Implementing Extreme Value Analysis in a Geospatial Workflow for Storm Surge Hazard Assessment

Thursday, 18 December 2014
Jason Catelli, FM Global, Engineering Plan Services, Johnston, RI, United States; Pennsylvania State University, Department of Geography, State College, PA, United States and Shangyao Nong, FM Global, Center for Property Risk Solutions, Research Division , Norwood, MA, United States
Gridded data of 100-yr (1%) and 500-yr (0.2%) storm surge flood elevations for the United States, Gulf of Mexico, and East Coast are critical to understanding this natural hazard. Storm surge heights were calculated across the study area utilizing SLOSH (Sea, Lake, and Overland Surges from Hurricanes) model data for thousands of synthetic US landfalling hurricanes. Based on the results derived from SLOSH, a series of interpolations were performed using spatial analysis in a geographic information system (GIS) at both the SLOSH basin and the synthetic event levels. The result was a single grid of maximum flood elevations for each synthetic event. This project addresses the need to utilize extreme value theory in a geospatial environment to analyze coincident cells across multiple synthetic events. The results are 100-yr (1%) and 500-yr (0.2%) values for each grid cell in the study area.
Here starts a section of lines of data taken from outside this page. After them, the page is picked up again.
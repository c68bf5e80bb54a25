//! Cross-map update driver, a fixed pool of worker threads updating map instances
//! concurrently. The owner of global time schedules one job per map and waits for all
//! of them before advancing to the next tick.

use std::panic::{self, AssertUnwindSafe};
use std::sync::{Arc, Condvar, Mutex};
use std::thread::{self, JoinHandle};
use std::time::Duration;

use crossbeam_channel::{unbounded, Receiver, RecvTimeoutError, Sender};

use tracing::{debug, error, warn};


/// Time a worker waits for a job before checking its channel again.
const WORKER_WAKE_TIMEOUT: Duration = Duration::from_millis(100);


/// Something updated by the cross-map driver, typically a map instance.
pub trait Updatable: Send {

    fn update(&mut self, diff_ms: u32);

}

/// A job scheduled to a worker.
struct Job {
    target: Arc<Mutex<dyn Updatable>>,
    diff_ms: u32,
}

impl Job {

    fn run(self) {
        let mut target = self.target.lock().unwrap_or_else(|e| e.into_inner());
        // A panicking map must not stall the barrier, the job is counted as done.
        let result = panic::catch_unwind(AssertUnwindSafe(|| target.update(self.diff_ms)));
        if result.is_err() {
            error!("map update panicked, the map will be updated again on next tick");
        }
    }

}

/// Count of scheduled jobs not yet completed, with its condition variable.
#[derive(Default)]
struct Pending {
    count: Mutex<usize>,
    done: Condvar,
}

impl Pending {

    fn increment(&self) {
        *self.count.lock().unwrap_or_else(|e| e.into_inner()) += 1;
    }

    fn decrement(&self) {
        let mut count = self.count.lock().unwrap_or_else(|e| e.into_inner());
        debug_assert!(*count > 0, "pending job count underflow");
        *count = count.saturating_sub(1);
        if *count == 0 {
            self.done.notify_all();
        }
    }

    fn wait(&self) {
        let mut count = self.count.lock().unwrap_or_else(|e| e.into_inner());
        while *count > 0 {
            count = self.done.wait(count).unwrap_or_else(|e| e.into_inner());
        }
    }

}


/// The cross-map update driver.
pub struct MapUpdater {
    /// Job sender to workers, none while inactive.
    sender: Option<Sender<Job>>,
    /// Handles of the worker threads.
    workers: Vec<JoinHandle<()>>,
    /// Count of jobs not yet done.
    pending: Arc<Pending>,
}

impl Default for MapUpdater {
    fn default() -> Self {
        Self::new()
    }
}

impl MapUpdater {

    /// Create an inactive updater, jobs are run inline until activated.
    pub fn new() -> Self {
        Self {
            sender: None,
            workers: Vec::new(),
            pending: Arc::new(Pending::default()),
        }
    }

    /// Start the given number of worker threads.
    pub fn activate(&mut self, threads: usize) {

        if self.sender.is_some() {
            warn!("map updater is already active");
            return;
        }

        let (sender, receiver) = unbounded();

        for i in 0..threads {

            let receiver = receiver.clone();
            let pending = Arc::clone(&self.pending);

            let spawned = thread::Builder::new()
                .name(format!("Map Update Worker #{i}"))
                .spawn(move || {
                    Worker { receiver, pending }.run()
                });

            match spawned {
                Ok(handle) => self.workers.push(handle),
                Err(e) => error!("failed to spawn map update worker: {e}"),
            }

        }

        if self.workers.is_empty() {
            warn!("no map update worker, maps will be updated inline");
            return;
        }

        debug!("map updater activated with {} workers", self.workers.len());
        self.sender = Some(sender);

    }

    /// Wait for all pending jobs, stop and join all workers.
    pub fn deactivate(&mut self) {

        self.wait();

        // Workers exit when the channel is disconnected.
        self.sender = None;
        for handle in self.workers.drain(..) {
            if handle.join().is_err() {
                error!("map update worker panicked");
            }
        }

    }

    #[inline]
    pub fn is_active(&self) -> bool {
        self.sender.is_some()
    }

    /// Schedule an update of the target, the update runs immediately on the calling
    /// thread if the updater is not active.
    pub fn schedule_update(&self, target: Arc<Mutex<dyn Updatable>>, diff_ms: u32) {

        let job = Job { target, diff_ms };

        let Some(sender) = &self.sender else {
            job.run();
            return;
        };

        self.pending.increment();
        if let Err(e) = sender.send(job) {
            // Only possible if all workers died, run it here.
            self.pending.decrement();
            e.into_inner().run();
        }

    }

    /// Block until all scheduled jobs are done.
    pub fn wait(&self) {
        self.pending.wait();
    }

}

impl Drop for MapUpdater {
    fn drop(&mut self) {
        self.deactivate();
    }
}


struct Worker {
    receiver: Receiver<Job>,
    pending: Arc<Pending>,
}

impl Worker {

    /// Run the worker until the job channel is disconnected.
    fn run(self) {
        loop {
            match self.receiver.recv_timeout(WORKER_WAKE_TIMEOUT) {
                Ok(job) => {
                    job.run();
                    self.pending.decrement();
                    // Drain the batch while jobs are available.
                    while let Ok(job) = self.receiver.try_recv() {
                        job.run();
                        self.pending.decrement();
                    }
                }
                Err(RecvTimeoutError::Timeout) => continue,
                Err(RecvTimeoutError::Disconnected) => break,
            }
        }
    }

}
This talk details a geospatial approach to move raster data to SciPy’s NumPy Array structure using the Python programming language. The data are then connected through a Python library to an outside statistical package like R to fit cell values to extreme value theory distributions and return values for specified recurrence intervals. While this is not a new process, the value behind this work is the ability to keep this process in a single geospatial environment and be able to easily replicate this process for other natural hazard applications and extreme event modeling.